Documents pour une introduction

 

 

 

1/ « On peut uniformiser le langage d’une grande nation… Cette entreprise qui ne fut pleinement exécutée chez aucun peuple, est digne du peuple français, qui centralise toutes les branches de l’organisation sociale et qui doit être jaloux de consacrer au plus tôt, dans une République une et indivisible, l’usage unique et invariable de la langue de la liberté. »

« Rapport Grégoire », 1794.

 

 

 

2/ Document : article : « Les humanités font notre humanité », de Frédéric Worms, philosophe, 2018.

 

   « Pourquoi parler des «humanités» aujourd’hui, au moment où l’humanité, dans tous les sens de ce beau mot, semble perdue de vue, et jusqu’à l’humanitaire pourtant minimal («sauver les corps»), qui est désormais pris à partie en Méditerranée et qui erre de port en port sur les rives de l’Europe elle-même ? Quel lien peut-il y avoir souterrainement entre cette crise de l’idée d’humanité et ce retour fragile des humanités, dans notre paysage intellectuel, scolaire et universitaire ?

C’est ce pluriel, les humanités, qui est le plus significatif à nos yeux. C’est que «les humanités» désignent la diversité irréductible et vitale des manières que l’humanité a de se comprendre elle-même, à travers le langage et la culture. Ce sont toutes les disciplines humaines que désigne ce pluriel, dans leur lien le plus profond. Les humanités, ce sont d’abord les savoirs humains opposés à la Renaissance au savoir des choses «divines» et avec une référence cruciale à l’Antiquité, comme au moment où les hommes ont tenté et ont réussi une première fois ce défi. L’humanisme donc.
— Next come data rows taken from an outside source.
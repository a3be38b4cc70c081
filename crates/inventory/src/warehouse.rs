//! Session controller: owns all warehouse state.
//!
//! Views read through `&self` accessors and mutate only through the methods
//! below. Each mutation is all-or-nothing and produces one [`Notification`].

use std::sync::Arc;

use chrono::{DateTime, Utc};

use gudang_core::{Clock, DomainResult, ItemId, OpnameId, SystemClock, TransactionId};
use gudang_events::{Event, EventBus};

use crate::event::{LedgerEvent, Notification, Operation};
use crate::export::{ItemExportRow, export_items};
use crate::import::{ImportSummary, ItemCandidate, import_items};
use crate::item::Item;
use crate::ledger::{Ledger, PostTransaction, Reconcile, Reversal, StockOpname, Transaction};
use crate::seed;
use crate::store::ItemStore;
use crate::summary::InventorySummary;

pub struct Warehouse {
    store: ItemStore,
    ledger: Ledger,
    clock: Arc<dyn Clock>,
    notifications: Option<Arc<dyn EventBus<Notification>>>,
}

impl core::fmt::Debug for Warehouse {
    fn fmt(&self, f: &mut core::fmt::Formatter<'_>) -> core::fmt::Result {
        f.debug_struct("Warehouse")
            .field("items", &self.store.len())
            .field("transactions", &self.ledger.transactions().len())
            .field("opnames", &self.ledger.opnames().len())
            .field("notifications", &self.notifications.is_some())
            .finish()
    }
}

impl Default for Warehouse {
    fn default() -> Self {
        Self::new()
    }
}

impl Warehouse {
    /// Empty warehouse on the system clock.
    pub fn new() -> Self {
        Self::with_clock(Arc::new(SystemClock))
    }

    pub fn with_clock(clock: Arc<dyn Clock>) -> Self {
        Self {
            store: ItemStore::new(),
            ledger: Ledger::new(),
            clock,
            notifications: None,
        }
    }

    /// Warehouse preloaded with the demo items and their movement history.
    pub fn seeded(clock: Arc<dyn Clock>) -> DomainResult<Self> {
        let mut warehouse = Self::with_clock(clock);
        let now = warehouse.clock.now();
        let items = seed::demo_items(now);
        let history = seed::demo_transactions(&items, now);
        for item in items {
            warehouse.store.insert(item)?;
        }
        for transaction in history {
            warehouse.ledger.restore_transaction(transaction);
        }
        Ok(warehouse)
    }

    /// Publish a [`Notification`] for every mutation on `bus`.
    pub fn with_notifications(mut self, bus: Arc<dyn EventBus<Notification>>) -> Self {
        self.notifications = Some(bus);
        self
    }

    pub fn store(&self) -> &ItemStore {
        &self.store
    }

    pub fn ledger(&self) -> &Ledger {
        &self.ledger
    }

    pub fn items(&self) -> impl Iterator<Item = &Item> + '_ {
        self.store.list()
    }

    pub fn item(&self, id: &ItemId) -> Option<&Item> {
        self.store.get(id)
    }

    pub fn summary(&self) -> InventorySummary {
        InventorySummary::compute(&self.store, &self.ledger)
    }

    pub fn export(&self) -> Vec<ItemExportRow> {
        export_items(&self.store)
    }

    /// Add a fully-formed item; fails on a duplicate id or SKU.
    pub fn insert_item(&mut self, item: Item) -> DomainResult<()> {
        let now = self.clock.now();
        let added = item.clone();
        let result = self.store.insert(item).map(|()| added);
        self.finish(Operation::InsertItem, now, result, |item| LedgerEvent::ItemAdded {
            item: item.clone(),
            occurred_at: now,
        })
        .map(|_| ())
    }

    pub fn post_transaction(&mut self, cmd: PostTransaction) -> DomainResult<Transaction> {
        let now = self.clock.now();
        let result = self.ledger.post_transaction(&mut self.store, cmd, now);
        let stock = match &result {
            Ok(tx) => self.store.get(&tx.item_id).map(|i| i.stock).unwrap_or_default(),
            Err(_) => 0,
        };
        self.finish(Operation::PostTransaction, now, result, |tx| {
            LedgerEvent::TransactionPosted {
                transaction: tx.clone(),
                item_stock: stock,
                occurred_at: now,
            }
        })
    }

    pub fn reverse_transaction(&mut self, id: &TransactionId) -> DomainResult<Reversal<Transaction>> {
        let now = self.clock.now();
        let result = self.ledger.reverse_transaction(&mut self.store, id, now);
        self.finish(Operation::ReverseTransaction, now, result, |r| {
            LedgerEvent::TransactionReversed {
                transaction: r.record.clone(),
                item_stock: r.item_stock,
                occurred_at: now,
            }
        })
    }

    pub fn reconcile(&mut self, cmd: Reconcile) -> DomainResult<StockOpname> {
        let now = self.clock.now();
        let result = self.ledger.reconcile(&mut self.store, cmd, now);
        self.finish(Operation::Reconcile, now, result, |opname| {
            LedgerEvent::StockReconciled {
                opname: opname.clone(),
                occurred_at: now,
            }
        })
    }

    pub fn reverse_reconcile(&mut self, id: &OpnameId) -> DomainResult<Reversal<StockOpname>> {
        let now = self.clock.now();
        let result = self.ledger.reverse_reconcile(&mut self.store, id, now);
        self.finish(Operation::ReverseReconcile, now, result, |r| {
            LedgerEvent::ReconciliationReversed {
                opname: r.record.clone(),
                item_stock: r.item_stock,
                occurred_at: now,
            }
        })
    }

    /// Upsert a batch of candidates by SKU. Bypasses the ledger.
    pub fn import_items(&mut self, candidates: impl IntoIterator<Item = ItemCandidate>) -> ImportSummary {
        let now = self.clock.now();
        let summary = import_items(&mut self.store, candidates, now);
        let result: DomainResult<ImportSummary> = Ok(summary);
        self.finish(Operation::ImportItems, now, result, |s| LedgerEvent::ItemsImported {
            summary: *s,
            occurred_at: now,
        })
        .unwrap_or(summary)
    }

    /// Delete an item. Its transactions and opnames stay in the ledger.
    pub fn remove_item(&mut self, id: &ItemId) -> DomainResult<Item> {
        let now = self.clock.now();
        let result = self.store.remove(id);
        self.finish(Operation::RemoveItem, now, result, |item| LedgerEvent::ItemRemoved {
            item: item.clone(),
            occurred_at: now,
        })
    }

    fn finish<T>(
        &self,
        operation: Operation,
        now: DateTime<Utc>,
        result: DomainResult<T>,
        event: impl FnOnce(&T) -> LedgerEvent,
    ) -> DomainResult<T> {
        let notification = match &result {
            Ok(value) => {
                let event = event(value);
                tracing::info!(
                    operation = operation.as_str(),
                    event_type = event.event_type(),
                    occurred_at = %event.occurred_at(),
                    "operation applied"
                );
                Notification::Applied(event)
            }
            Err(error) => {
                tracing::warn!(operation = operation.as_str(), %error, "operation rejected");
                Notification::Rejected {
                    operation,
                    error: error.clone(),
                    occurred_at: now,
                }
            }
        };

        if let Some(bus) = &self.notifications {
            if let Err(error) = bus.publish(notification) {
                tracing::warn!(operation = operation.as_str(), %error, "failed to publish notification");
            }
        }

        result
    }
}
Mais ce qui est crucial, en effet, c’est que les hommes se comprennent toujours de plusieurs façons. C’est de cela que nous retrouvons le besoin vital aujourd’hui, c’est ce qu’on veut nous arracher. On parle de «fake news» (N.B. : ajouté par moi : les fausses informations, notamment sur les réseaux sociaux : ex. : le Nutella contribue massivement à la déforestation en Indonésie, un porte-conteneur pollue autant que 50 millions de voitures …) et c’est au cœur de notre actualité critique. Les hommes ont d’abord besoin, en effet, des faits. De la vérité. Et ils en sont capables. Les politologues et les idéologues qui produisent à tour de bras des fake news, eux-mêmes les dénoncent chez les autres. Ils font appel à notre besoin de vérité dont Pascal disait dans les Pensées qu’il est irréductible à tout le scepticisme (le scepticisme est convaincu que la vérité n’existe pas, qu’il n’existe aucune espèce de certitude en quelque domaine que ce soit), même si celui-ci est son épreuve du feu. Les hommes recherchent donc la vérité. Mais cela ne leur suffit pas et ils ne le font jamais seulement pour le savoir des faits.
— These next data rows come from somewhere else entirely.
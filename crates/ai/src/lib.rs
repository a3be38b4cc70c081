//! `gudang-ai`
//!
//! **Responsibility:** optional natural-language analysis of the warehouse.
//!
//! This crate is intentionally **not** part of the ledger:
//! - It works on plain snapshots, not on inventory types.
//! - It never mutates state.
//! - Its failures become user-facing text, never ledger errors.

pub mod analyst;
pub mod config;
pub mod generator;
pub mod job;
pub mod prompt;
pub mod result;
pub mod snapshot;

pub use analyst::{EMPTY_RESPONSE_MESSAGE, FAILURE_MESSAGE, InventoryAnalyst, UNAVAILABLE_MESSAGE};
pub use config::AiConfig;
pub use generator::TextGenerator;
#[cfg(feature = "gemini")]
pub use generator::gemini::GeminiClient;
pub use job::{AiJob, InventoryAnalysisJob};
pub use result::{AiError, AiResult};
pub use snapshot::{InventorySnapshot, ItemSnapshot, MovementSnapshot};
//! Time source abstraction.
//!
//! Domain operations receive `now` explicitly; the controller asks a [`Clock`]
//! for it so tests can pin time.

use chrono::{DateTime, Local, NaiveDate, TimeZone, Utc};

pub trait Clock: Send + Sync {
    fn now(&self) -> DateTime<Utc>;
}

/// Real-time clock backed by the system UTC time source.
#[derive(Debug, Default, Clone, Copy)]
pub struct SystemClock;

impl Clock for SystemClock {
    fn now(&self) -> DateTime<Utc> {
        Utc::now()
    }
}

/// Clock frozen at a single instant.
#[derive(Debug, Clone, Copy, PartialEq, Eq)]
pub struct FixedClock(pub DateTime<Utc>);

impl Clock for FixedClock {
    fn now(&self) -> DateTime<Utc> {
        self.0
    }
}

/// Start of `date` in the local timezone, as a UTC instant.
///
/// Falls back to UTC midnight when local midnight does not exist (DST gap).
pub fn local_midnight(date: NaiveDate) -> DateTime<Utc> {
    let naive = date.and_time(chrono::NaiveTime::MIN);
    match Local.from_local_datetime(&naive).earliest() {
        Some(local) => local.with_timezone(&Utc),
        None => Utc.from_utc_datetime(&naive),
    }
}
Car on a besoin non seulement des faits, mais de la formulation des problèmes et de l’expression des émotions, en lien avec les faits et les savoirs. C’est l’unité même, nécessaire, de chaque moment historique et de la culture. Les faits, aujourd’hui, ce sont à nouveau des bouleversements humains, on peut même dire anthropologiques. Il y a donc les savants, qu’il faut remettre au centre du jeu. Mais il y a aussi les questionnements, la philosophie si l’on veut, mais aussi dans chaque discipline lorsqu’elle y rencontre (de manière critique) des problèmes sur les principes, les sciences humaines et sociales, et les œuvres de l’art qui expriment nos sentiments et nos passions. Tout se passe aujourd’hui comme si ces aspects des humanités, donc de l’humanité, ne communiquaient plus, comme si tout travaillait à leur isolement. Retrouvons leur lien. Relions les faits, les problèmes et les récits, car sinon on nous imposera des mensonges, des guerres et des fascinations. Perdre la diversité des humanités, c’est perdre la réalité de l’humanité.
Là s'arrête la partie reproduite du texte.